_What is expected_.
Go through the material and copy each line in which the word "match" shows up.

_Source data_.
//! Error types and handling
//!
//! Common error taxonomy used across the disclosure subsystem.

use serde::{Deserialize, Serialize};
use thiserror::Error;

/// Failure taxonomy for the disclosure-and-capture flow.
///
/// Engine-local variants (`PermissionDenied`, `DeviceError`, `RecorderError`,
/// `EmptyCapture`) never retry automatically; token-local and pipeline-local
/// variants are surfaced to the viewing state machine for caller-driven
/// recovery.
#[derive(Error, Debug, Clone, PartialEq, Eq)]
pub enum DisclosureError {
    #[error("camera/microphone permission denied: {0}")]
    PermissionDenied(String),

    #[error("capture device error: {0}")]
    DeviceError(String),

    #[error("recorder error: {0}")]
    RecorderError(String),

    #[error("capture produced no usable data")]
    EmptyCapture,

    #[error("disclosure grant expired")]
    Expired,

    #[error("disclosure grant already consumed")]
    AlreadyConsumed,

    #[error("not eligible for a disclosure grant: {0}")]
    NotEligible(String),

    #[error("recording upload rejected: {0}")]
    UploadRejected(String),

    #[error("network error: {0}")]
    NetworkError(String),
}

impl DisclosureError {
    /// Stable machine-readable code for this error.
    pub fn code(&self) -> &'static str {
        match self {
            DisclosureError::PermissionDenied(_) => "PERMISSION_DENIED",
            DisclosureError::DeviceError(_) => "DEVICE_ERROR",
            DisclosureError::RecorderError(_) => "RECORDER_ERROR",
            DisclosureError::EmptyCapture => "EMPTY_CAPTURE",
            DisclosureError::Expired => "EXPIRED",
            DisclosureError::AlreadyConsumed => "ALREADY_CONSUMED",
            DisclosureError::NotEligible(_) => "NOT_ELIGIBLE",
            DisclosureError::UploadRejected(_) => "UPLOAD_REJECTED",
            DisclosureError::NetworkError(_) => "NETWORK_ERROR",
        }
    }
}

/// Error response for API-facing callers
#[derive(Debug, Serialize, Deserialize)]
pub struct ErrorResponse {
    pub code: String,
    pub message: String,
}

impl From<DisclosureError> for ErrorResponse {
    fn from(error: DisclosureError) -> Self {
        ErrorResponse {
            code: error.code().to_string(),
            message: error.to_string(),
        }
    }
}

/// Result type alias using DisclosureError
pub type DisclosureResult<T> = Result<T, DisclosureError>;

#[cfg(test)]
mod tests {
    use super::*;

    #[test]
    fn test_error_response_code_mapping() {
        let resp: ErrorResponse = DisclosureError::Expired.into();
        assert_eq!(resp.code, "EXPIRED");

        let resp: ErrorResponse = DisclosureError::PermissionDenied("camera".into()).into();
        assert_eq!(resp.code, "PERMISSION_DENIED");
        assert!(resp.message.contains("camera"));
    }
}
---
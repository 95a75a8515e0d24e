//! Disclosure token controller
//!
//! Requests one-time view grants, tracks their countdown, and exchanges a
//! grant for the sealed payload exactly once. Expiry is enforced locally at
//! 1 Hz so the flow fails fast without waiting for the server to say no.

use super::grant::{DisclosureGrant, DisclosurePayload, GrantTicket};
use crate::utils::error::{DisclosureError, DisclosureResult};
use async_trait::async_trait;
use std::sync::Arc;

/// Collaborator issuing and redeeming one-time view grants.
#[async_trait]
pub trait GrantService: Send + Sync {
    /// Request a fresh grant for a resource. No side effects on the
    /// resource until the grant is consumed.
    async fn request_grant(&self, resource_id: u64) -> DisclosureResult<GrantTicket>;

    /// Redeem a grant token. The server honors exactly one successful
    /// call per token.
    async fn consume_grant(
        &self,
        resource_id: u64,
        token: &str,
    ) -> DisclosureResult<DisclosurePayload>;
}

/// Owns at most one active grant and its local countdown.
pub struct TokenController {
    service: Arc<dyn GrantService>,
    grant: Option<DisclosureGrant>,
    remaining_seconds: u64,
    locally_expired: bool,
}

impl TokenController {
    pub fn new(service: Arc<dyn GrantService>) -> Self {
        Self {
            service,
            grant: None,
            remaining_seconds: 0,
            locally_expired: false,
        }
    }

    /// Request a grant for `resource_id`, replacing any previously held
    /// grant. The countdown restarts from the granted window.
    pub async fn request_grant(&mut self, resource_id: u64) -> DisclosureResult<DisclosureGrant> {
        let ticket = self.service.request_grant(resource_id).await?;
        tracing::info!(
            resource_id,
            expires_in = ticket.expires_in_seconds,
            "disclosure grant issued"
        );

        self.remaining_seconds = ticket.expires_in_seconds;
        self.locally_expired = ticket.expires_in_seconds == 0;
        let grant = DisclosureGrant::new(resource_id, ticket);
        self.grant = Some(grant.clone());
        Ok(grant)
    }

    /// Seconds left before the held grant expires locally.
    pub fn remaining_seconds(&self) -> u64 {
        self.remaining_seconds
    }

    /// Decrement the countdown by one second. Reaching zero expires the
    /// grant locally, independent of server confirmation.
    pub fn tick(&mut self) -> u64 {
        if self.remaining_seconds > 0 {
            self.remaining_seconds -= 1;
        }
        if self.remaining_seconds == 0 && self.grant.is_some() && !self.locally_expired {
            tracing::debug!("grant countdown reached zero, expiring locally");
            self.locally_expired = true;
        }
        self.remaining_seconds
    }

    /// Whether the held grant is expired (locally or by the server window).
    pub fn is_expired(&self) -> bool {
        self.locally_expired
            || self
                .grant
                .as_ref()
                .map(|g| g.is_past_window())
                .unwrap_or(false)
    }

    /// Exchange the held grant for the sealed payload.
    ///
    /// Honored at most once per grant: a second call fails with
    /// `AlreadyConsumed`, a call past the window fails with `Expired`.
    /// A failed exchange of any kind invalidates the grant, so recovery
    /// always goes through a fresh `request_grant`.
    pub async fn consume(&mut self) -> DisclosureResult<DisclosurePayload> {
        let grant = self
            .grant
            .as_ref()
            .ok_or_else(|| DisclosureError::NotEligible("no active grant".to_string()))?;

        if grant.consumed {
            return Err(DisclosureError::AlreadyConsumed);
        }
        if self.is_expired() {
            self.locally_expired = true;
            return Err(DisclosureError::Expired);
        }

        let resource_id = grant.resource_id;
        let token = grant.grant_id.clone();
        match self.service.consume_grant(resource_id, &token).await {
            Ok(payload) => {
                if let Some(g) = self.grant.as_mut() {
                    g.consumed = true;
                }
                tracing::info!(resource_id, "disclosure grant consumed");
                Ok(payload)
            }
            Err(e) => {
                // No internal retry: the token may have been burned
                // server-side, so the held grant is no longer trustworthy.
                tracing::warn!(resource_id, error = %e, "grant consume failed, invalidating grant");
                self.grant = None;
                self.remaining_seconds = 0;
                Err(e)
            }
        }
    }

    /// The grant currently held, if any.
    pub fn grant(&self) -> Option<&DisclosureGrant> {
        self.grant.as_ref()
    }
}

_Your response_.
        match self {
        match self.service.consume_grant(resource_id, &token).await {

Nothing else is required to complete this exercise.